Keep the forwarding actions synchronous. Per-action queues make failover actions run asynchronously, which removes the failure feedback that the secondary action needs. If the forwarding pipeline needs buffering, put the actions inside a queued ruleset and leave the individual primary and secondary actions on their default Direct queue behavior.
$ sudo ss -ltn 'sport = :514' State Local Address:Port LISTEN 0.0.0.0:514
Run this check on each collector. The client-side failover rule can only prove a secondary path if both receivers are configured before the outage test starts.

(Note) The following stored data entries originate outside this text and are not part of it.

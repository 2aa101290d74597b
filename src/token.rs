//! Licensing token codec.
//!
//! A token is the JSON-serialized [`LicensingRequest`] sealed with ChaCha20-Poly1305 under a
//! key derived from the shared secret, laid out as `nonce || ciphertext || tag` and encoded
//! with URL-safe, unpadded base64 so it fits in a header or a URL without escaping.
//!
//! Every encode draws a fresh random nonce, so encoding the same request twice yields two
//! different tokens; both decode to the same request. Tokens carry no issue time and this
//! layer does not prevent replay.

// crates.io
use base64::{Engine as _, engine::general_purpose::URL_SAFE_NO_PAD};
use chacha20poly1305::{
	ChaCha20Poly1305, Key, Nonce,
	aead::{Aead, KeyInit},
};
use rand::RngCore;
use sha2::{Digest, Sha256};
// self
use crate::{_prelude::*, auth::SecretKey, error::CryptoError, license::LicensingRequest};

/// Nonce length in bytes (96 bits).
pub const NONCE_LEN: usize = 12;
/// Poly1305 tag length in bytes.
pub const TAG_LEN: usize = 16;

const KEY_CONTEXT: &[u8] = b"tollbit-licensing-token.v1";

/// Opaque, encrypted licensing token.
#[derive(Clone, PartialEq, Eq, Hash, Serialize, Deserialize)]
#[serde(transparent)]
pub struct Token(String);
impl Token {
	/// Returns the encoded token.
	pub fn as_str(&self) -> &str {
		&self.0
	}

	/// Consumes the wrapper and returns the encoded token.
	pub fn into_inner(self) -> String {
		self.0
	}
}
impl AsRef<str> for Token {
	fn as_ref(&self) -> &str {
		&self.0
	}
}
impl From<String> for Token {
	fn from(value: String) -> Self {
		Self(value)
	}
}
impl From<&str> for Token {
	fn from(value: &str) -> Self {
		Self(value.to_owned())
	}
}
impl FromStr for Token {
	type Err = std::convert::Infallible;

	fn from_str(s: &str) -> Result<Self, Self::Err> {
		Ok(Self::from(s))
	}
}
impl Debug for Token {
	fn fmt(&self, f: &mut Formatter) -> FmtResult {
		write!(f, "Token({} chars)", self.0.len())
	}
}
impl Display for Token {
	fn fmt(&self, f: &mut Formatter) -> FmtResult {
		f.write_str(&self.0)
	}
}

/// Serializes and seals a licensing request under `secret`.
pub fn encode(request: &LicensingRequest, secret: &SecretKey) -> Result<Token> {
	let plaintext = serde_json::to_vec(request).map_err(Error::Serialization)?;

	encrypt(&plaintext, secret)
}

/// Opens a token sealed under `secret` and deserializes the licensing request inside.
pub fn decode(token: &Token, secret: &SecretKey) -> Result<LicensingRequest> {
	let plaintext = decrypt(token, secret)?;

	serde_json::from_slice(&plaintext).map_err(Error::Serialization)
}

/// Seals arbitrary bytes into a token.
pub fn encrypt(plaintext: &[u8], secret: &SecretKey) -> Result<Token> {
	let cipher = cipher_for(secret);
	let mut nonce = [0_u8; NONCE_LEN];

	rand::rng().fill_bytes(&mut nonce);

	let sealed = cipher
		.encrypt(Nonce::from_slice(&nonce), plaintext)
		.map_err(|_| CryptoError::Encryption)?;
	let mut raw = Vec::with_capacity(NONCE_LEN + sealed.len());

	raw.extend_from_slice(&nonce);
	raw.extend_from_slice(&sealed);

	Ok(Token(URL_SAFE_NO_PAD.encode(raw)))
}

/// Opens a token and returns the raw plaintext bytes.
pub fn decrypt(token: &Token, secret: &SecretKey) -> Result<Vec<u8>> {
	let raw = URL_SAFE_NO_PAD
		.decode(token.as_str())
		.map_err(|e| CryptoError::MalformedToken { reason: format!("invalid base64 ({e})") })?;

	if raw.len() < NONCE_LEN + TAG_LEN {
		return Err(CryptoError::MalformedToken {
			reason: format!("{} bytes is shorter than nonce and tag", raw.len()),
		}
		.into());
	}

	let (nonce, sealed) = raw.split_at(NONCE_LEN);
	let plaintext = cipher_for(secret)
		.decrypt(Nonce::from_slice(nonce), sealed)
		.map_err(|_| CryptoError::Authentication)?;

	Ok(plaintext)
}

fn cipher_for(secret: &SecretKey) -> ChaCha20Poly1305 {
	let mut hasher = Sha256::new();

	hasher.update(KEY_CONTEXT);
	hasher.update(secret.expose().as_bytes());

	let digest = hasher.finalize();

	ChaCha20Poly1305::new(Key::from_slice(digest.as_slice()))
}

$ sudo vi /etc/rsyslog.d/70-forwarding-failover.conf
global(workDirectory="/var/spool/rsyslog")
template(
name="ForwardPlainText"
type="string"
string="%timestamp% %hostname% %syslogtag%%msg%\n"
)
ruleset(
name="remoteFailover"
queue.type="LinkedList"
queue.filename="remote-failover"
queue.saveOnShutdown="on"
) {
action(
type="omfwd"
name="primary_collector"
target="syslog-primary.example.net"
port="514"
protocol="tcp"
template="ForwardPlainText"
action.resumeRetryCount="0"
action.reportSuspension="on"
)
action(
type="omfwd"
name="secondary_collector"
target="syslog-secondary.example.net"
port="514"
protocol="tcp"
template="ForwardPlainText"
action.execOnlyWhenPreviousIsSuspended="on"

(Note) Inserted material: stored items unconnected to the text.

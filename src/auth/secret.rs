//! Shared secret wrapper that redacts sensitive material.

// self
use crate::{_prelude::*, error::ConfigError};

/// Redacted shared secret keeping the Tollbit API key out of logs.
///
/// The secret keys the token cipher and also rides inside the encrypted token payload; it is
/// never sent in clear.
#[derive(Clone, PartialEq, Eq, Serialize, Deserialize)]
#[serde(try_from = "String", into = "String")]
pub struct SecretKey(String);
impl SecretKey {
	/// Wraps a new secret string, rejecting empty values.
	pub fn new(value: impl Into<String>) -> Result<Self, ConfigError> {
		let value = value.into();

		if value.is_empty() {
			return Err(ConfigError::EmptySecret);
		}

		Ok(Self(value))
	}

	/// Returns the inner secret. Callers must avoid logging this string.
	pub fn expose(&self) -> &str {
		&self.0
	}
}
impl TryFrom<String> for SecretKey {
	type Error = ConfigError;

	fn try_from(value: String) -> Result<Self, Self::Error> {
		Self::new(value)
	}
}
impl From<SecretKey> for String {
	fn from(value: SecretKey) -> Self {
		value.0
	}
}
impl AsRef<str> for SecretKey {
	fn as_ref(&self) -> &str {
		self.expose()
	}
}
impl Debug for SecretKey {
	fn fmt(&self, f: &mut Formatter) -> FmtResult {
		f.debug_tuple("SecretKey").field(&"<redacted>").finish()
	}
}
impl Display for SecretKey {
	fn fmt(&self, f: &mut Formatter) -> FmtResult {
		f.write_str("<redacted>")
	}
}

action.resumeRetryCount="-1"
action.reportSuspension="on"
)
}
*.* call remoteFailover
The ruleset queue buffers the forwarding pipeline as a whole. Do not add queue.type, queue.filename, or other queue.* settings to the individual primary_collector or secondary_collector actions, because action queues prevent this failover test from seeing the previous action fail.
Use the existing global(workDirectory=…) path if the system already sets one in /etc/rsyslog.conf. The path must exist and be writable by rsyslog before a named queue can store files.
$ sudo rsyslogd -N1 rsyslogd: version 8.2512.0 ##### snipped ##### rsyslogd: End of config validation run. Bye.
$ sudo systemctl restart rsyslog
Restart after a clean syntax test. Some distro units do not expose a separate reload action for rsyslog.
Related: How to manage the syslog service
$ logger -t failover-test primary-path-ok
$ sudo cat /var/log/remote/client01.log Jun 5 01:13:42 client01 failover-test: primary-path-ok
The receiver path depends on how the collector stores remote hosts. Use the file, index, or SIEM search that normally receives messages from the test client.
$ sudo systemctl stop rsyslog
Run this on a disposable primary receiver or during an approved test window only. Stopping the collector interrupts syslog intake from every client that depends on that receiver.
$ logger -t failover-test secondary-path-probe $ logger -t failover-test secondary-path-ok
rsyslog may not detect an action failure before the same message reaches the next action. A probe followed by a second unique message avoids treating that detection boundary as a failed failover configuration.
$ sudo cat /var/log/remote/client01.log Jun 5 01:13:47 client01 failover-test: secondary-path-ok
$ sudo systemctl start rsyslog
$ logger -t failover-test primary-restored
The default action resume interval is 30 seconds unless it is changed in the action configuration. Wait at least one interval before expecting the primary action to take over again.
$ sudo cat /var/log/remote/client01.log Jun 5 01:13:42 client01 failover-test: primary-path-ok Jun 5 01:14:25 client01 failover-test: primary-restored
The primary log should receive the initial available-path message and the restored-path message. The secondary log should contain only the message sent while the primary collector was unavailable.